Para apaciguar los ánimos alemanes y de sus socios, los consejeros afines a su presidente, Mario Draghi, abogan por limitar la cuantía mensual de esas compras de activos (sobre todo deuda soberana y bonos de empresas), que llegará a diciembre con una media de 60.000 millones de euros. Pero aquí, de nuevo, las posturas divergen -admiten fuentes cercanas a la institución- puesto que los más reacios a seguir regando de dinero la Eurozona persiguen reducir ese volumen a poco más de un tercio, con un límite de 25.000 millones, mientras que los partidarios de que el aterrizaje resulte lo más suave posible prefieren un primer ajuste hacia los 40.000 millones, sin descartar un límite menor según se acerque el final del programa.

El Quantitative Easing (QE), como se le conoce en inglés, no es otra cosa que el plan flexible puesto en marcha por el BCE en marzo de 2015 para estimular las economías de los países del euro, precisamente en un momento clave porque su recuperación estaba en clara duda. Desde entonces les ha inyectado más de dos billones de euros, quedándose a cambio con miles de bonos tanto de sus Estados como de sus empresas privadas, bancos incluidos.

En la práctica, no pasa de ser un remedo del plan que puso en marcha la Reserva Federal de EE UU en 2008, al inicio de la última gran crisis. Allí la bolsa de dinero público ingresado en la economía ha superado los 4,5 billones de euros y solo a partir de este mes empezará a retirar sus apoyos de forma «predecible y gradual», a razón de unos 10.000 millones de dólares menos cada mes.

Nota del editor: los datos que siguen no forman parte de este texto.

//! Pipeline service: background start, stop, and edits on saved projects.

use std::sync::Arc;

use reel_store::fakes::MemoryProjectStore;
use reel_store::{
    AuditReport, AuditorReport, CompiledBlock, ProjectRecord, ProjectStatus, ProjectStore,
    TaggedIssue, Verdict,
};
use reelswarm_core::fakes::{MemorySink, ScriptedGenerator, StubMedia, HAPPY_BLOCKS};
use reelswarm_core::{
    NotificationKind, Orchestrator, PipelineService, ServiceHandles, Settings, SwarmError,
};

struct Harness {
    service: PipelineService,
    store: Arc<MemoryProjectStore>,
    generator: Arc<ScriptedGenerator>,
    sink: Arc<MemorySink>,
}

fn harness(generator: ScriptedGenerator, media: StubMedia) -> Harness {
    let generator = Arc::new(generator);
    let store = Arc::new(MemoryProjectStore::new());
    let sink = Arc::new(MemorySink::new());
    let handles = ServiceHandles::new(generator.clone(), Arc::new(media));
    let orchestrator = Orchestrator::from_handles(
        &handles,
        &Settings::default(),
        store.clone(),
        sink.clone(),
    )
    .unwrap();
    Harness {
        service: PipelineService::new(orchestrator, handles),
        store,
        generator,
        sink,
    }
}

fn block(index: usize, narration: &str) -> CompiledBlock {
    CompiledBlock {
        index,
        section: "DEVELOPMENT".to_string(),
        narration: narration.to_string(),
        visual_prompt: None,
        word_count: narration.split_whitespace().count(),
        duration_seconds: 30.0,
        audio_file: None,
        image_file: None,
    }
}

async fn seed(store: &MemoryProjectStore, with_audit: bool) -> ProjectRecord {
    let mut record = ProjectRecord::new("proj_1_abc", "History", "The Fall of Rome");
    record.script = vec![block(0, "Rome fell slowly."), block(1, "Subscribe now.")];
    if with_audit {
        record.audit_report = Some(AuditReport {
            global_score: 5.0,
            global_verdict: Verdict::NeedsReview,
            top_issues: vec![TaggedIssue {
                auditor: "Content Editor".to_string(),
                issue: "Too vague".to_string(),
            }],
            quick_wins: vec![],
            auditors: vec![AuditorReport {
                auditor: "Content Editor".to_string(),
                icon: "✍️".to_string(),
                score: 5.0,
                verdict: "weak".to_string(),
                top_issues: vec!["Too vague".to_string()],
                quick_wins: vec![],
                error: None,
            }],
        });
    }
    store.upsert(&record).await.unwrap();
    record
}

/// Editor that reports which critique it was given.
fn echoing_editor() -> ScriptedGenerator {
    ScriptedGenerator::happy().respond("Editor", |req, _| {
        let source = if req.prompt.contains("Panel verdict: needs-review (5.0/10)") {
            "panel"
        } else if req.prompt.contains("Improve the wording.") {
            "default"
        } else {
            "custom"
        };
        Ok(format!("rewritten by {source}"))
    })
}

#[tokio::test]
async fn test_start_acknowledges_then_saves_in_background() {
    let h = harness(ScriptedGenerator::happy(), StubMedia::new());

    let (ack, handle) = h.service.spawn_run("Ancient Rome");
    assert_eq!(ack.status, "started");
    assert_eq!(ack.niche, "Ancient Rome");
    assert!(ack.project_id.starts_with("proj_"));

    let outcome = handle.await.unwrap().unwrap();
    assert_eq!(outcome.record.id, ack.project_id);

    let saved = h.service.get_project(&ack.project_id).await.unwrap();
    assert_eq!(saved.script.len(), HAPPY_BLOCKS);
    assert_eq!(h.service.list_projects().await.unwrap().len(), 1);
}

#[tokio::test]
async fn test_stop_after_start_aborts_without_saving() {
    let h = harness(ScriptedGenerator::happy(), StubMedia::new());

    let (ack, handle) = h.service.spawn_run("Ancient Rome");
    h.service.stop();

    let err = handle.await.unwrap().unwrap_err();
    assert!(err.is_stop());
    assert!(h.store.is_empty());
    assert!(matches!(
        h.service.get_project(&ack.project_id).await,
        Err(SwarmError::ProjectNotFound(_))
    ));
}

#[tokio::test]
async fn test_delete_removes_record_once() {
    let h = harness(ScriptedGenerator::happy(), StubMedia::new());
    let record = seed(&h.store, false).await;

    h.service.delete_project(&record.id).await.unwrap();
    assert!(h.store.is_empty());
    assert!(matches!(
        h.service.delete_project(&record.id).await,
        Err(SwarmError::ProjectNotFound(_))
    ));
}

#[tokio::test]
async fn test_audit_project_attaches_fresh_report() {
    let h = harness(ScriptedGenerator::happy().audit_scores(&[6.0]), StubMedia::new());
    let record = seed(&h.store, true).await;

    let audited = h.service.audit_project(&record.id).await.unwrap();

    let report = audited.audit_report.as_ref().unwrap();
    assert_eq!(report.global_score, 6.0);
    assert_eq!(report.auditors.len(), 7);
    assert_eq!(audited.status, ProjectStatus::Audited);
    assert!(audited.updated_at >= record.updated_at);
    assert_eq!(h.store.get(&record.id).await.unwrap().unwrap(), audited);
}

#[tokio::test]
async fn test_autofix_uses_panel_critique() {
    let h = harness(echoing_editor(), StubMedia::new());
    let record = seed(&h.store, true).await;

    let fixed = h.service.autofix_project(&record.id, None).await.unwrap();

    assert_eq!(fixed.status, ProjectStatus::AutoFixed);
    assert!(fixed.script.iter().all(|b| b.narration == "rewritten by panel"));
    assert_eq!(fixed.script[0].word_count, 3);
    assert_eq!(h.generator.calls("Editor"), 2);
}

#[tokio::test]
async fn test_autofix_prefers_explicit_instruction() {
    let h = harness(echoing_editor(), StubMedia::new());
    let record = seed(&h.store, true).await;

    let fixed = h
        .service
        .autofix_project(&record.id, Some("Make it funnier"))
        .await
        .unwrap();
    assert!(fixed.script.iter().all(|b| b.narration == "rewritten by custom"));
}

#[tokio::test]
async fn test_autofix_without_any_critique_is_rejected() {
    let h = harness(echoing_editor(), StubMedia::new());
    let record = seed(&h.store, false).await;

    let err = h.service.autofix_project(&record.id, None).await.unwrap_err();
    assert!(matches!(err, SwarmError::MissingInput(_)));
    assert_eq!(h.generator.calls("Editor"), 0);
}

#[tokio::test]
async fn test_refine_block_touches_only_that_block() {
    let h = harness(echoing_editor(), StubMedia::new());
    let record = seed(&h.store, false).await;

    let edited = h.service.refine_block(&record.id, 1, None).await.unwrap();

    assert_eq!(edited.script[0].narration, "Rome fell slowly.");
    assert_eq!(edited.script[1].narration, "rewritten by default");
    assert_eq!(edited.status, ProjectStatus::Edited);

    let err = h.service.refine_block(&record.id, 9, None).await.unwrap_err();
    assert!(matches!(err, SwarmError::BlockNotFound { index: 9, .. }));
}

#[tokio::test]
async fn test_regenerate_visual_prompt_sets_prompt() {
    let h = harness(ScriptedGenerator::happy(), StubMedia::new());
    let record = seed(&h.store, false).await;

    let edited = h.service.regenerate_visual_prompt(&record.id, 0).await.unwrap();
    assert_eq!(
        edited.script[0].visual_prompt.as_deref(),
        Some("A sharper line of narration.")
    );
    assert_eq!(edited.script[1].visual_prompt, None);
}

#[tokio::test]
async fn test_regenerate_thumbnail_needs_saved_prompt() {
    let h = harness(ScriptedGenerator::happy(), StubMedia::new());
    let mut record = seed(&h.store, false).await;

    let err = h.service.regenerate_thumbnail(&record.id).await.unwrap_err();
    assert!(matches!(err, SwarmError::MissingInput(_)));

    record.metadata.thumbnail_prompt = Some("A cracked column".to_string());
    h.store.upsert(&record).await.unwrap();

    let edited = h.service.regenerate_thumbnail(&record.id).await.unwrap();
    assert_eq!(
        edited.metadata.thumbnail_file.as_deref(),
        Some("proj_1_abc_thumbnail.png")
    );
}

#[tokio::test]
async fn test_regenerate_block_image_uses_saved_prompt() {
    let h = harness(ScriptedGenerator::happy(), StubMedia::new());
    let mut record = seed(&h.store, false).await;

    let err = h.service.regenerate_block_image(&record.id, 1).await.unwrap_err();
    assert!(matches!(err, SwarmError::MissingInput(_)));

    record.script[1].visual_prompt = Some("Empty forum at dawn".to_string());
    h.store.upsert(&record).await.unwrap();

    let edited = h.service.regenerate_block_image(&record.id, 1).await.unwrap();
    assert_eq!(edited.script[1].image_file.as_deref(), Some("proj_1_abc_img_1.png"));
    assert_eq!(edited.script[0].image_file, None);
    assert_eq!(edited.status, ProjectStatus::Edited);

    let err = h.service.regenerate_block_image(&record.id, 7).await.unwrap_err();
    assert!(matches!(err, SwarmError::BlockNotFound { index: 7, .. }));
}

#[tokio::test]
async fn test_regenerate_all_images_recovers_gaps_and_keeps_failures() {
    let h = harness(ScriptedGenerator::happy(), StubMedia::new().failing_image("img_0"));
    let mut record = seed(&h.store, false).await;
    record.metadata.thumbnail_prompt = Some("A cracked column".to_string());
    record.script[0].visual_prompt = Some("Senate in session".to_string());
    record.script[0].image_file = Some("old_0.png".to_string());
    record.script[1].visual_prompt = Some("Empty forum at dawn".to_string());
    h.store.upsert(&record).await.unwrap();

    let edited = h.service.regenerate_all_images(&record.id).await.unwrap();

    assert_eq!(
        edited.metadata.thumbnail_file.as_deref(),
        Some("proj_1_abc_thumbnail.png")
    );
    assert_eq!(edited.script[0].image_file.as_deref(), Some("old_0.png"));
    assert_eq!(edited.script[1].image_file.as_deref(), Some("proj_1_abc_img_1.png"));
    assert_eq!(edited.status, ProjectStatus::Edited);
    assert_eq!(h.store.get(&record.id).await.unwrap().unwrap(), edited);
    assert!(h
        .sink
        .messages(NotificationKind::Warning)
        .iter()
        .any(|m| m.contains("1 image(s)")));
}

#[tokio::test]
async fn test_regenerate_all_images_skips_items_without_prompts() {
    let h = harness(ScriptedGenerator::happy(), StubMedia::new());
    let record = seed(&h.store, false).await;

    let edited = h.service.regenerate_all_images(&record.id).await.unwrap();

    assert!(edited.script.iter().all(|b| b.image_file.is_none()));
    assert_eq!(edited.metadata.thumbnail_file, None);
    assert_eq!(h.sink.count(NotificationKind::Warning), 0);
}

#[tokio::test]
async fn test_retry_block_audio_replaces_clip() {
    let h = harness(ScriptedGenerator::happy(), StubMedia::new());
    let record = seed(&h.store, false).await;

    let edited = h.service.retry_block_audio(&record.id, 0).await.unwrap();
    assert_eq!(edited.script[0].audio_file.as_deref(), Some("proj_1_abc_0.wav"));
    assert_eq!(edited.script[0].duration_seconds, 1.5);
}

#[tokio::test]
async fn test_retry_block_audio_surfaces_provider_failure() {
    let h = harness(ScriptedGenerator::happy(), StubMedia::new().failing_speech(1));
    let record = seed(&h.store, false).await;

    let err = h.service.retry_block_audio(&record.id, 1).await.unwrap_err();
    assert!(matches!(err, SwarmError::Provider(_)));
    let unchanged = h.service.get_project(&record.id).await.unwrap();
    assert_eq!(unchanged, record);
}

#[tokio::test]
async fn test_text_tools_return_editor_output() {
    let h = harness(ScriptedGenerator::happy(), StubMedia::new());

    let longer = h.service.expand_text("Rome fell.", "Late antiquity").await.unwrap();
    let shorter = h.service.shorten_text("Rome fell, slowly, over centuries.").await.unwrap();
    assert_eq!(longer, "A sharper line of narration.");
    assert_eq!(shorter, "A sharper line of narration.");
}

#[tokio::test]
async fn test_unknown_project_is_not_found() {
    let h = harness(ScriptedGenerator::happy(), StubMedia::new());
    for result in [
        h.service.get_project("missing").await.map(|_| ()),
        h.service.audit_project("missing").await.map(|_| ()),
        h.service.retry_block_audio("missing", 0).await.map(|_| ()),
    ] {
        assert!(matches!(result, Err(SwarmError::ProjectNotFound(_))));
    }
}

Por eso, los partidarios de continuar, aunque a menor ritmo, con la política de Draghi sostienen que son mayores los riesgos de cambiar esa política demasiado rápido que de hacer justo lo contrario. Y los mercados, según el consenso de los analistas, tampoco esperan aceleraciones aunque algunos puedan desearlo.

En Europa, bancos internacionales como Merrill Lynch y ABN estiman que en una decisión salomónica el supervisor bancario podría limitar a la mitad sus estímulos desde enero, a razón de 30.000 millones en compras al mes. Agencias como Bloomberg o Reuters, sin embargo, no coinciden del todo en las cifras y abren esa horquilla.

Alemania, como insistió ayer el presidente del Bundesbank, Jens Weidman, no ve necesario «continuar dándole a la rueda de la política monetaria». Pero sin ello no pocos países, sobre todo los del sur del continente, notarían el cambio si fuera brusco. Por ejemplo, solo la banca española tiene una deuda de 171.710 millones con el BCE, un 27% más que hace un año, aunque en el último trimestre apenas ha variado.

Draghi, mientras, volvió a enfriar las expectativas germanas. Dijo ayer que los tipos de interés en la Eurozona seguirán en niveles históricamente bajos aún «bien pasado» el momento en que concluya el QE, al tiempo que insistió en que eso es «muy, muy importante para anclar las expectativas de inflación».